CROSS REFERENCE TO RELATED APPLICATIONS

This application is a National Stage of International Application No. PCT/JP2014/059381 filed Mar. 24, 2014, claiming priority based on Japanese Patent Application No. 2013-061982, filed Mar. 25, 2013, the contents of all of which are incorporated herein by reference in their entirety.

TECHNICAL FIELD

This invention relates to a method of returning from a tuning-off of a power supply in a computation processing device (a normally-off computer) in a case where a volatile component saving internal information in a volatile memory element thereof is connected to the computation processing device (the normally-off computer) which is implemented by nonvolatile elements.

BACKGROUND ART

In recent years, with improving the scale of integration of semiconductor, power consumption due to leakage currents in transistors when a circuit does not operate becomes an issue. Hence, a semiconductor integrated circuit having a low consumption power mode, which decreases the leakage currents by turning a power supply of the circuit off when the semiconductor integrated circuit is not used, has been developed.

However, when a supply of the power supply is stopped, in the semiconductor integrated circuit, an internal state thereof is cancelled exclusive of nonvolatile memories.

Therefore, it is necessary to retract held data to an external storage device or the like in advance of turning-off of the power supply. For example, a computer system described in Patent Literature 1 discloses a method of keeping a state of its components and a resumption function thereof after a power supply is disconnected completely. The computer system disclosed in Patent Literature 1 uses a nonvolatile storage device being external of a computer system core that stores status information for a suspend/resume function. The computer system disclosed in Patent Literature 1 reads an internal state by using a scanning latch in components of the computer system. The read internal state is saved in a retraction storage area and the power supply is disconnected.

In addition, Patent Literature 2 discloses a “computer system” which saves, by a request of a user, contents of a memory needed for return, information on an input/output device and whatnot into an external storage device and which returns them if necessary.
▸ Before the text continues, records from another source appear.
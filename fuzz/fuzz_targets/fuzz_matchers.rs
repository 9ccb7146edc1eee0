#![no_main]

use arbitrary::{Arbitrary, Unstructured};
use libfuzzer_sys::fuzz_target;
use probekit::context::Variables;
use probekit::enums::{Condition, MatcherKind, Protocol};
use probekit::evaluate::evaluate_matchers;
use probekit::response::ResponseView;
use probekit::types::Matcher;

fn arbitrary_matcher(u: &mut Unstructured<'_>) -> arbitrary::Result<Matcher> {
    let kind = match u.int_in_range(0..=4)? {
        0 => MatcherKind::Word,
        1 => MatcherKind::Regex,
        2 => MatcherKind::Binary,
        3 => MatcherKind::Status,
        _ => MatcherKind::Size,
    };
    let mut m = Matcher::new(kind);
    m.part = Option::<String>::arbitrary(u)?;
    m.words = Vec::<String>::arbitrary(u)?;
    m.regex = Vec::<String>::arbitrary(u)?;
    m.binary = Vec::<String>::arbitrary(u)?;
    m.status = Vec::<i64>::arbitrary(u)?;
    m.size = Vec::<usize>::arbitrary(u)?;
    m.negative = bool::arbitrary(u)?;
    m.case_insensitive = bool::arbitrary(u)?;
    if bool::arbitrary(u)? {
        m.condition = Condition::And;
    }
    Ok(m)
}

fuzz_target!(|data: &[u8]| {
    let mut u = Unstructured::new(data);
    let Ok(count) = u.int_in_range(0..=4) else {
        return;
    };
    let mut matchers = Vec::with_capacity(count);
    for _ in 0..count {
        match arbitrary_matcher(&mut u) {
            Ok(m) => matchers.push(m),
            Err(_) => return,
        }
    }
    let body = u.take_rest();
    let view = ResponseView::new(Protocol::Http, "http://fuzz.test", "")
        .with_status(200)
        .with_part("body", body.to_vec());

    let outcome = evaluate_matchers(&matchers, Condition::Or, &view, &Variables::new(), None);
    if matchers.is_empty() {
        assert!(!outcome.fired);
    }
    assert!(outcome.matched_names.len() <= matchers.len());
});
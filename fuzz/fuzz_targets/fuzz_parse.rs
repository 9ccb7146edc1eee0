#![no_main]

use libfuzzer_sys::fuzz_target;

fuzz_target!(|data: &[u8]| {
    let s = String::from_utf8_lossy(data);
    if let Ok(template) = probekit::parse(&s) {
        let _ = probekit::validate(&template);
        let _ = probekit::normalize(template);
    }
});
Patent Literature 3 discloses an “information processing unit” which is capable of improving stability of a system by solving mismatching of device management information before suspend processing and after resume processing. The information processing unit disclosed in Patent Literature 3 includes, as hardware, a CPU, a main memory, a nonvolatile memory, an interface section, expansion devices, a user interface section, and a bus. A suspend processing program, a resume processing program, a device management table and so on are stored in the nonvolatile memory. Before this system end, the suspend processing program saves at least the contents of the main memory to which a program has been loaded in the nonvolatile memory as suspend data. When the system starts, the resume processing program restores the suspend data saved in the nonvolatile memory to the main memory, detects one or more extension devices connected to the interface section, compares the detection result with the device management table, and deletes, from the device management table, device identification information of the extension device which exists only in the device management table.

Patent Literature 4 discloses a “semiconductor device” which is transferable at a high speed to a standby mode where power consumption is reduced while keeping internal information. The semiconductor device described in Patent Literature 4 comprises a latch circuit including a nonvolatile memory and a writing circuit, and is characterized by writing volatile data of the latch circuit in the nonvolatile memory in advance of turning-off of a power supply. The semiconductor device described in Patent Literature 4 can save data rapidly without requiring a complex transfer operation by adding nonvolatile memory cells.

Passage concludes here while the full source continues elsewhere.